私が今ここにいるので、この後のことはまだまだ未知数です。ただ、1つだけ実感としてあるのは、今も持っているもの・捨てて来たもの、その全ては結局、今に繋がっているということです。私の例で言うと、離婚した主人との友人関係は今も続いていて、ご両親とは元主人を入れず、食事をしたりイベントに出かけたりする仲を保つことができています。ビジネスパートナーとの関係がなくなっても、教えてもらったこと、一緒に見たビジョンは私の中に残っていますし、当時の努力や苦労は、事実、報われていると感じます。

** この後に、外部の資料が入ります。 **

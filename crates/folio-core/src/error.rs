//! Error types for the vector index.
//!
//! An empty index is not an error: `search` returns no candidates and
//! `delete_document` returns `false`.

use thiserror::Error;

/// Errors raised by [`VectorIndex`](crate::index::VectorIndex) mutations,
/// searches, and snapshot loading.
#[derive(Debug, Clone, PartialEq, Eq, Error)]
pub enum IndexError {
    /// A vector's length differs from the index dimension.
    #[error("dimension mismatch: index expects {expected}, got {actual}")]
    DimensionMismatch { expected: usize, actual: usize },

    /// The number of vectors differs from the number of chunk indices.
    #[error("arity mismatch: {vectors} vectors but {chunk_indices} chunk indices")]
    ArityMismatch { vectors: usize, chunk_indices: usize },

    /// Writing the durable snapshot failed. The previous snapshot is still authoritative.
    #[error("index persistence failed: {0}")]
    PersistenceFailure(String),

    /// A stored snapshot could not be decoded or is internally inconsistent.
    #[error("corrupt index snapshot: {0}")]
    CorruptSnapshot(String),
}

/// Result alias for index operations.
pub type IndexResult<T> = std::result::Result<T, IndexError>;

カタチや中身を変えても、消してゼロにはならない。やって来たことが、本当の本当の意味でゼロ・無駄になることなどない、と強く感じます。

よく誤解されるのですが、カナダの移民、つまりPR(Permanent residence)の権利を取得することと、カナダ国籍を取ることは異なります。永住権者は、カナダに住む権利は持ちますし、カナダ国民とかなり似た権利や義務を負うことになりますが、例えば選挙権がありませんし、犯罪を犯したなどの一定の条件化では剥奪されることもあります。

日本人の場合は二重国籍が認められていないため(※違憲裁判が行われていましたが、23年10月に最高裁判決で確定)、カナダ国籍を取得するためには、日本国籍は離脱することを選ぶ、という大きな選択になります。そのため、カナダに長く暮らしている方であっても、PRカードを更新しながら、永住者として暮らしている方も多くいます。私も、今、永住者として暮らしています。つまり、「日本人であること」はまだ捨てたつもりではないんです。

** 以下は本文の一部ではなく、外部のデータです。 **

//! End-to-end tests: chunk → embed → index → rank, using the in-memory
//! store and the hashing embedder.

use std::sync::Arc;

use folio_core::chunk::chunk_pages;
use folio_core::embedding::{Embedder, HashEmbedder};
use folio_core::index::VectorIndex;
use folio_core::models::{DocumentId, DocumentType, NewDocument, Page};
use folio_core::search::{HybridRanker, RankingParams, SearchRequest};
use folio_core::store::memory::InMemoryStore;
use folio_core::store::Store;

const DIMS: usize = 384;

struct Pipeline {
    store: Arc<InMemoryStore>,
    index: Arc<VectorIndex>,
    embedder: Arc<HashEmbedder>,
}

impl Pipeline {
    fn new() -> Self {
        Self {
            store: Arc::new(InMemoryStore::new()),
            index: Arc::new(VectorIndex::new(DIMS)),
            embedder: Arc::new(HashEmbedder::new(DIMS)),
        }
    }

    async fn ingest(&self, filename: &str, doc_type: DocumentType, pages: &[Page]) -> DocumentId {
        let id = self
            .store
            .insert_document(&NewDocument {
                filename: filename.to_string(),
                file_path: format!("/data/{}", filename),
                document_type: doc_type,
                total_pages: pages.len() as u32,
                file_size_mb: 0.01,
            })
            .await
            .unwrap();

        let chunks = chunk_pages(id, pages, 1000, 200);
        self.store.insert_chunks(&chunks).await.unwrap();

        let texts: Vec<String> = chunks.iter().map(|c| c.text.clone()).collect();
        let vectors = self.embedder.embed_batch(&texts).await.unwrap();
        let indices: Vec<u32> = chunks.iter().map(|c| c.chunk_index).collect();
        let range = self.index.add(&vectors, id, &indices).unwrap();
        self.store
            .set_vector_range(id, range, chunks.len() as u32)
            .await
            .unwrap();
        id
    }

    fn ranker(&self, params: RankingParams) -> HybridRanker {
        HybridRanker::new(
            self.index.clone(),
            self.store.clone(),
            self.embedder.clone(),
            params,
        )
    }
}

fn request(query: &str) -> SearchRequest<'_> {
    SearchRequest {
        query,
        top_k: 5,
        document_type_filter: None,
    }
}

#[tokio::test]
async fn revenue_query_ranks_financial_document_first() {
    let p = Pipeline::new();
    let a = p
        .ingest(
            "annual.pdf",
            DocumentType::FinancialReport,
            &[Page::new(1, "annual revenue grew 16 percent")],
        )
        .await;
    let b = p
        .ingest(
            "handbook.pdf",
            DocumentType::Other,
            &[Page::new(1, "vacation policy offers 20 days")],
        )
        .await;

    let resp = p
        .ranker(RankingParams::default())
        .search(&request("revenue growth"))
        .await
        .unwrap();

    assert!(!resp.results.is_empty());
    let top = &resp.results[0];
    assert_eq!(top.document_id, a);
    assert!(top.relevance_score > 0.15);
    assert_eq!(top.matched_pages, vec![1]);
    assert_eq!(top.snippet, "annual revenue grew 16 percent");

    if let Some(other) = resp.results.iter().find(|r| r.document_id == b) {
        assert!(other.relevance_score >= 0.15);
        assert!(other.relevance_score < top.relevance_score);
    }

    // B shares no vocabulary with the query, so it scores only half its
    // semantic similarity and a stricter threshold removes it.
    let strict = RankingParams {
        min_score_threshold: 0.2,
        ..RankingParams::default()
    };
    let resp = p.ranker(strict).search(&request("revenue growth")).await.unwrap();
    let ids: Vec<DocumentId> = resp.results.iter().map(|r| r.document_id).collect();
    assert_eq!(ids, vec![a]);
}

#[tokio::test]
async fn empty_index_returns_no_results() {
    let p = Pipeline::new();
    let resp = p
        .ranker(RankingParams::default())
        .search(&request("anything at all"))
        .await
        .unwrap();
    assert_eq!(resp.total_results, 0);
    assert!(resp.results.is_empty());
}

#[tokio::test]
async fn deleted_document_never_appears() {
    let p = Pipeline::new();
    let long_report: Vec<Page> = (1..=3)
        .map(|n| {
            Page::new(
                n,
                "Quarterly revenue and operating margin improved again. ".repeat(40),
            )
        })
        .collect();
    let a = p.ingest("q3.pdf", DocumentType::FinancialReport, &long_report).await;
    let b = p
        .ingest(
            "q4.pdf",
            DocumentType::FinancialReport,
            &[Page::new(1, "Quarterly revenue declined slightly.")],
        )
        .await;

    let before = p.index.stats().total_vectors;
    let a_vectors = p.index.count_for_document(a);
    assert!(a_vectors > 1);

    assert!(p.index.delete_document(a).unwrap());
    assert!(p.store.delete_document(a).await.unwrap());
    assert_eq!(p.index.stats().total_vectors, before - a_vectors);
    for (pos, r) in p.index.records().iter().enumerate() {
        assert_eq!(r.vector_id, pos as u64);
    }

    let resp = p
        .ranker(RankingParams::default())
        .search(&request("quarterly revenue"))
        .await
        .unwrap();
    assert!(resp.results.iter().all(|r| r.document_id != a));
    assert_eq!(resp.results[0].document_id, b);

    assert!(!p.index.delete_document(a).unwrap());
}

#[tokio::test]
async fn type_filter_restricts_results() {
    let p = Pipeline::new();
    p.ingest(
        "inv-001.pdf",
        DocumentType::Invoice,
        &[Page::new(1, "Invoice total amount due 500 dollars")],
    )
    .await;
    let contract = p
        .ingest(
            "msa.pdf",
            DocumentType::Contract,
            &[Page::new(1, "Contract total amount payable on signature")],
        )
        .await;

    let req = SearchRequest {
        query: "total amount",
        top_k: 5,
        document_type_filter: Some(DocumentType::Contract),
    };
    let resp = p.ranker(RankingParams::default()).search(&req).await.unwrap();
    assert_eq!(resp.results.len(), 1);
    assert_eq!(resp.results[0].document_id, contract);
}

#[tokio::test]
async fn multi_page_document_reports_matched_pages() {
    let p = Pipeline::new();
    let pages: Vec<Page> = (1..=3)
        .map(|n| Page::new(n, format!("Section {} covers lease obligations. ", n).repeat(30)))
        .collect();
    let id = p.ingest("lease.pdf", DocumentType::Contract, &pages).await;

    let chunks = p.store.get_chunks(id).await.unwrap();
    assert!(chunks.len() >= 2);
    for (i, c) in chunks.iter().enumerate() {
        assert_eq!(c.chunk_index, i as u32);
    }

    let resp = p
        .ranker(RankingParams::default())
        .search(&request("lease obligations"))
        .await
        .unwrap();
    let top = &resp.results[0];
    assert_eq!(top.document_id, id);
    assert!(!top.matched_pages.is_empty());
    for pair in top.matched_pages.windows(2) {
        assert!(pair[0] < pair[1]);
    }
}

友人の中では、15年、20年、30年とこちらで移民者として暮らしている方も多くいますから、私の10年などは、まだまだ短い方です。ここまで来ると、どなたも、思春期のお子さん・連れ添った配偶者・自分のビジネス・会社でのポジション・家などの不動産など、手放すことができないものをカナダに持っています。ただ、これらにまたひと段落着いた時に、改めてまた、「カナダ移民」と「日本人であること」を考える方が多いようです。

お子様が独立した、ビジネスをリタイアした、ローンが終わったなどのタイミングで「老後は日本で過ごす」と30数年のカナダ生活を終えて日本に帰った方もいらっしゃいますし、逆に日本の財産を処分しご両親をカナダに呼び寄せた方もいます。ご夫婦ともに日本人なため、旦那様だけが仕事上の利便性もありカナダ国籍を取得、奥様は日本国籍を保持し、将来的に必要であれば国籍を戻す、という選択肢を残している方もいます。

もちろん早々に市民権を取得し、カナダに骨をうずめるつもりの方もいらっしゃいます。カナダ人の配偶者と離婚しても既に取得した永住権は保持できるのですが、永住権を放棄して日本に帰国した方もいます。また、最近で言うなら、日本帰省中にコロナで渡航制限がかかり、思いがけず日本滞在期間が増える中で、「あれ・・・私はカナダでしか生きられない思っていたけれど、日本の方がやっぱり好きかも」と考えを変えた方もいらっしゃいます。

恐らく、最終的には同じことを検討するのだろうと思います。(個人的には、まずは、日本が二重国籍を認めてくれたら楽なのにな、と思いますが、まだまだ長い道のりのようです)

 

おわりに

長々と書いてしまいましたし、少し自分の話が入ってしまいました。

20代の頃、私が気軽に夢だと口にしていた「カナダ移民」。でも、もちろんのこと、移民は決してゴールではなく、ほんの入り口でした。これから永住権を目指す方、もしくは、最近達成したよ、という方もきっと、同じようにいろいろなことを考えるカナダ生活になるのだと思います。

永住権を取るまで、そして、その後のカナダでの生活や夢、そして、日本との関わり方もイメージできるような記事になっていると嬉しいなと思います。